GIVEN DATA:
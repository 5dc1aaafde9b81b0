mod synthetic;

use bytes::Bytes;
use futures::future::BoxFuture;
use std::time::SystemTime;

pub use synthetic::SyntheticFrameSource;

/// One captured camera image. The core never looks at the pixels; the payload
/// is handed through to the classifier untouched.
#[derive(Clone, Debug, PartialEq, Eq)]
pub struct Frame {
    pub sequence: u64,
    pub captured_at: SystemTime,
    pub width: u32,
    pub height: u32,
    pub data: Bytes,
}

#[derive(thiserror::Error, Debug)]
pub enum CaptureError {
    #[error("camera unavailable: {details}")]
    CameraUnavailable { details: String },
}

pub trait FrameSource: Send + Sync {
    /// Latest frame if one is ready, `Ok(None)` when the camera has nothing
    /// yet. Callable at arbitrary cadence.
    fn next_frame(&self) -> BoxFuture<'_, Result<Option<Frame>, CaptureError>>;
}
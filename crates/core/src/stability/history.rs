use crate::classify::Emotion;

/// Fixed-capacity rolling window of the most recent raw labels. Pushing at
/// capacity evicts the oldest entry. Voting is order-independent; order only
/// determines eviction.
#[derive(Clone, Debug)]
pub struct LabelHistory {
    buf: Vec<Option<Emotion>>,
    head: usize,
    len: usize,
}

impl LabelHistory {
    pub fn new(capacity: usize) -> Self {
        assert!(capacity > 0, "capacity must be > 0");
        let mut buf = Vec::with_capacity(capacity);
        buf.resize_with(capacity, || None);
        Self {
            buf,
            head: 0,
            len: 0,
        }
    }

    pub fn capacity(&self) -> usize {
        self.buf.len()
    }

    pub fn len(&self) -> usize {
        self.len
    }

    pub fn is_empty(&self) -> bool {
        self.len == 0
    }

    /// Appends a label, returning the evicted oldest label when full.
    pub fn push(&mut self, label: Emotion) -> Option<Emotion> {
        let cap = self.capacity();
        let idx = (self.head + self.len) % cap;

        if self.len < cap {
            self.buf[idx] = Some(label);
            self.len += 1;
            None
        } else {
            let evicted = self.buf[self.head].take();
            self.buf[self.head] = Some(label);
            self.head = (self.head + 1) % cap;
            evicted
        }
    }

    pub fn clear(&mut self) {
        for slot in &mut self.buf {
            *slot = None;
        }
        self.head = 0;
        self.len = 0;
    }

    pub fn iter(&self) -> impl Iterator<Item = Emotion> + '_ {
        (0..self.len).filter_map(move |i| {
            let idx = (self.head + i) % self.capacity();
            self.buf[idx]
        })
    }

    /// The most frequent label and its count. Returns `None` when the window
    /// is empty or when two or more labels tie for most frequent; a tied
    /// round never elects a winner.
    pub fn mode(&self) -> Option<(Emotion, usize)> {
        let mut counts = [0usize; Emotion::ALL.len()];
        for label in self.iter() {
            counts[label as usize] += 1;
        }

        let mut best: Option<(Emotion, usize)> = None;
        let mut tied = false;
        for (i, &count) in counts.iter().enumerate() {
            if count == 0 {
                continue;
            }
            match best {
                None => best = Some((Emotion::ALL[i], count)),
                Some((_, top)) if count > top => {
                    best = Some((Emotion::ALL[i], count));
                    tied = false;
                }
                Some((_, top)) if count == top => tied = true,
                Some(_) => {}
            }
        }

        if tied {
            None
        } else {
            best
        }
    }
}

EXERCISE BRIEF: The string "oldest" may appear in the lines of the records above. State how many lines contain it, with no other words.

RESULT: 2